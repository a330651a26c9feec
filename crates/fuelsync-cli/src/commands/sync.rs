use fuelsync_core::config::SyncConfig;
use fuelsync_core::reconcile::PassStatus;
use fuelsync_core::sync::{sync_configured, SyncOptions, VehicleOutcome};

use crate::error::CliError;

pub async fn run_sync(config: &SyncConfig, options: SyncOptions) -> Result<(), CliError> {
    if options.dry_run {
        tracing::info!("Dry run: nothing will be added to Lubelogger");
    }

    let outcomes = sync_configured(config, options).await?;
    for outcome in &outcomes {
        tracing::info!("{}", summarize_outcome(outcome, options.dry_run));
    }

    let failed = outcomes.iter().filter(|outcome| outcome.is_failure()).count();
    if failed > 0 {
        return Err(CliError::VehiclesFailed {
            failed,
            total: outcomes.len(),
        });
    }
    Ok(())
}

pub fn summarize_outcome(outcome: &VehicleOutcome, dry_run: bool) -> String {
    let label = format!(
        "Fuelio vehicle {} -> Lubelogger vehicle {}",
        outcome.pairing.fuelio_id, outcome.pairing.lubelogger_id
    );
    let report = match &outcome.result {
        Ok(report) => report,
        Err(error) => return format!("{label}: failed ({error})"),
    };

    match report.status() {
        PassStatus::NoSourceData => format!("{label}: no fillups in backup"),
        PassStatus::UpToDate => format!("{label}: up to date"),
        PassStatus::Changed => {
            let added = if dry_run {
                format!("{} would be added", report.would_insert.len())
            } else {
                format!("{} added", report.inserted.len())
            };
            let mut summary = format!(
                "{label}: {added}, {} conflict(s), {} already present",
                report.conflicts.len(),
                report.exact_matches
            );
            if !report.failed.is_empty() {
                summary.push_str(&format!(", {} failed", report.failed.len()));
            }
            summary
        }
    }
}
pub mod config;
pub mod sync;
+===+
Your task - Wherever a line above contains the string "report", copy that line.

Result of the task -
    let report = match &outcome.result {
        Ok(report) => report,
    match report.status() {
                format!("{} would be added", report.would_insert.len())
                format!("{} added", report.inserted.len())
                report.conflicts.len(),
                report.exact_matches
            if !report.failed.is_empty() {
                summary.push_str(&format!(", {} failed", report.failed.len()));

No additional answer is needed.